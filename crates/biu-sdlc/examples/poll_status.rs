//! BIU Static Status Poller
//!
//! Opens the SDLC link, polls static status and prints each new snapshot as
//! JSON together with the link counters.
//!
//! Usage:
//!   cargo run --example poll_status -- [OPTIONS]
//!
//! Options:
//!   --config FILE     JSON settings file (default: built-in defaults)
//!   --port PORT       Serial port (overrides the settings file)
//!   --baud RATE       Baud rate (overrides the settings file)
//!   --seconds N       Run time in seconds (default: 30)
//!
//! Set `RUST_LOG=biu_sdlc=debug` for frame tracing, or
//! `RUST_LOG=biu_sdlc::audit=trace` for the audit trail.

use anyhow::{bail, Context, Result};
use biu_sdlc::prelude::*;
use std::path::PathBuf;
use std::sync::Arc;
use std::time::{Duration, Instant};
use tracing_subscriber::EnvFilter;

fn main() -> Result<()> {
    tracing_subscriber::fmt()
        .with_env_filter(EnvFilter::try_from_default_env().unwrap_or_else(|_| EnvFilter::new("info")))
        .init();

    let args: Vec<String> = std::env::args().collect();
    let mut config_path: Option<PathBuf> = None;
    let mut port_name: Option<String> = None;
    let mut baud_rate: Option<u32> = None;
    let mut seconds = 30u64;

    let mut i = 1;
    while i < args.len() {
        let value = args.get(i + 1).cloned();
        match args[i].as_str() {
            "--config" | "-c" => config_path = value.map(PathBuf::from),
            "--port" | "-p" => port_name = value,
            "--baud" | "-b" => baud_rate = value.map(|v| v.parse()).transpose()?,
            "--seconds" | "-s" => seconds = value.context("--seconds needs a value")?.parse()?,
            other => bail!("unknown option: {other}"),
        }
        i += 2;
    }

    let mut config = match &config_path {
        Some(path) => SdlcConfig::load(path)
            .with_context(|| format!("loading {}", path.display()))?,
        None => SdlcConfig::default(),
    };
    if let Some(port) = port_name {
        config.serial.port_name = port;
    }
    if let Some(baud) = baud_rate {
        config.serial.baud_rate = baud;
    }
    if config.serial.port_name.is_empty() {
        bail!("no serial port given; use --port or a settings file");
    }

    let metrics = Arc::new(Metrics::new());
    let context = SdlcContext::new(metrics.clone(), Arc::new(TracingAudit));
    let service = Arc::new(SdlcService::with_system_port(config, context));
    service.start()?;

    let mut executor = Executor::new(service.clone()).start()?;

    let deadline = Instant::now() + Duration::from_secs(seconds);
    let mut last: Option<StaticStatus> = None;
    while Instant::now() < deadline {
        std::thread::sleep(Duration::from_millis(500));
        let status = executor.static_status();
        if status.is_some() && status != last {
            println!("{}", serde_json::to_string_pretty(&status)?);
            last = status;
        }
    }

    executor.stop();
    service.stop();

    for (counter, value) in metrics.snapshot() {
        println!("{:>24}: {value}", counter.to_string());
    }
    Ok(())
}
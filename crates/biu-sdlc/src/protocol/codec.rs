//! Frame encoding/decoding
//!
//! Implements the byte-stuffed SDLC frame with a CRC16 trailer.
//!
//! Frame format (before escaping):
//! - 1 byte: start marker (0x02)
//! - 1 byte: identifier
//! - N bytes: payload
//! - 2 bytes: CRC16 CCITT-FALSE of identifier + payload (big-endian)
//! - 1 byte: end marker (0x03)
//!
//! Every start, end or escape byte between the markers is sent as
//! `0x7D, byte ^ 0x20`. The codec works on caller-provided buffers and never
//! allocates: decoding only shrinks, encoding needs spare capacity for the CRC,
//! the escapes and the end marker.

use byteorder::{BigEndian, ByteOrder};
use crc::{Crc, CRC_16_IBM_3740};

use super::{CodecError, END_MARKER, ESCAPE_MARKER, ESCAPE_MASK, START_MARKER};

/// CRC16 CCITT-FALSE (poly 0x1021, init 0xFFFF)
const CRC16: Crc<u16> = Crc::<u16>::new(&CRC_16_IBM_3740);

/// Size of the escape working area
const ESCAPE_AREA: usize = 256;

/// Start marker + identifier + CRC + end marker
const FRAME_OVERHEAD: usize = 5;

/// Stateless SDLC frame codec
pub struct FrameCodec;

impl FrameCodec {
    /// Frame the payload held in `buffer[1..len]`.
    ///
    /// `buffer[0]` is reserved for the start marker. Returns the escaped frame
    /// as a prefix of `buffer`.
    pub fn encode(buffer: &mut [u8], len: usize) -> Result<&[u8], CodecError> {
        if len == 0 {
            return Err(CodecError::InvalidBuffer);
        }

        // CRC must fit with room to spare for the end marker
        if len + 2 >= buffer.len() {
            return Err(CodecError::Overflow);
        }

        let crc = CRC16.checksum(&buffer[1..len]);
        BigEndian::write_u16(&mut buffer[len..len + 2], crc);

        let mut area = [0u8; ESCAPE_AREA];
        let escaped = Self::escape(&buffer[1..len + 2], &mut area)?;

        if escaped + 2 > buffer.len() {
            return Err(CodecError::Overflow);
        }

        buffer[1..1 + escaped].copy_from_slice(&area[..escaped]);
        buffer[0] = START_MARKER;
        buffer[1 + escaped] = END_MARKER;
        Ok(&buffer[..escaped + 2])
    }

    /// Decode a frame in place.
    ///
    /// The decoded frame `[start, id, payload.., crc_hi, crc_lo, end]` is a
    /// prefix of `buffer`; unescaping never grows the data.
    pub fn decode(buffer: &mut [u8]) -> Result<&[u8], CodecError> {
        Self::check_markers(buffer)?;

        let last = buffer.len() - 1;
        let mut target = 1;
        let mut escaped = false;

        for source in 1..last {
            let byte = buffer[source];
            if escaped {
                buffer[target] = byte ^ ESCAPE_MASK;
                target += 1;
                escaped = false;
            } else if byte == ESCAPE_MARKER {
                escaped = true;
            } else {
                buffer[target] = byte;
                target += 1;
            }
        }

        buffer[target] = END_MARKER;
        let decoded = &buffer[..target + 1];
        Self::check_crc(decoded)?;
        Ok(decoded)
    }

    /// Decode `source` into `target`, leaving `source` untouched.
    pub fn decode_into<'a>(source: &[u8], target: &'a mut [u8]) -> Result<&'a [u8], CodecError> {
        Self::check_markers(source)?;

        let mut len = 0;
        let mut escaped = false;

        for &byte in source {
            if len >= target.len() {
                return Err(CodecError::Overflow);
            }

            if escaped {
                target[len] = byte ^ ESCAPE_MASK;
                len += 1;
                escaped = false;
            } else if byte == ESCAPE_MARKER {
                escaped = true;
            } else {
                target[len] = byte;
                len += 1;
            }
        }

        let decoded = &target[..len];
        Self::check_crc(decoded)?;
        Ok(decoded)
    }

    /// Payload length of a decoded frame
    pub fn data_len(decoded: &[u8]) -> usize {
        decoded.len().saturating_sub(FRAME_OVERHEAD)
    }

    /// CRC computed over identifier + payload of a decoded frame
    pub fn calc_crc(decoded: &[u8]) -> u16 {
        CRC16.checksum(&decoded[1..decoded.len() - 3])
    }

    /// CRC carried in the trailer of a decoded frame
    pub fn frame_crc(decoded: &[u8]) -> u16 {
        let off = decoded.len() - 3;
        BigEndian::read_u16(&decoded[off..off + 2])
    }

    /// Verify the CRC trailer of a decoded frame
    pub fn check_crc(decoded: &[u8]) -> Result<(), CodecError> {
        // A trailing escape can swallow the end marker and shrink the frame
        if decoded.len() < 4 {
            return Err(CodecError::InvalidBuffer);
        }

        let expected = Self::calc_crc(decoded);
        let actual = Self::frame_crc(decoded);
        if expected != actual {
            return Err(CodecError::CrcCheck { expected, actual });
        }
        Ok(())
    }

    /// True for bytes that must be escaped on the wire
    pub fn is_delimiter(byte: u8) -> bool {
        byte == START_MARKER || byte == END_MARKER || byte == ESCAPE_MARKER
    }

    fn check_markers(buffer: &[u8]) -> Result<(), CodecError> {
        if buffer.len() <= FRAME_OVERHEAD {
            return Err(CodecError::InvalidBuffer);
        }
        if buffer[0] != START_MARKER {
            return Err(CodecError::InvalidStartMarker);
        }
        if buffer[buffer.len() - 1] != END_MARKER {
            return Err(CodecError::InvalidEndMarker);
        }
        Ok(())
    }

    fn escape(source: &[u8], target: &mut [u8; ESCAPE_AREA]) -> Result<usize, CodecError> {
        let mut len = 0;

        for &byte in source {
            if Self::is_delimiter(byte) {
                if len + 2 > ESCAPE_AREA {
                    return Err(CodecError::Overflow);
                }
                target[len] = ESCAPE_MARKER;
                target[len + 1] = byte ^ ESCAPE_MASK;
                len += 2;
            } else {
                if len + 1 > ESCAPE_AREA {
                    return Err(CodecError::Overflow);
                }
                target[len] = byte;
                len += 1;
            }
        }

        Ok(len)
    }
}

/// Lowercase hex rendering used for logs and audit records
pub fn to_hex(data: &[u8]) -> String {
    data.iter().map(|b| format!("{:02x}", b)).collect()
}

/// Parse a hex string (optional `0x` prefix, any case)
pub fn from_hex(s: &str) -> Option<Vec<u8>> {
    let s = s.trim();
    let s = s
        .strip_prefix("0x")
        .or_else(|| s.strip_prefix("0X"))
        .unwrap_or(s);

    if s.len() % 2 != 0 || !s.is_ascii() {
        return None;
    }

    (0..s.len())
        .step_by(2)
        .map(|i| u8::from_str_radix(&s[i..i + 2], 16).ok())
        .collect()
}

------------------------------------------------------------------------

▶ **What to do**: Please work out how many lines in the records hold the string "bail", and give only the number.

▶ **Solution**: 3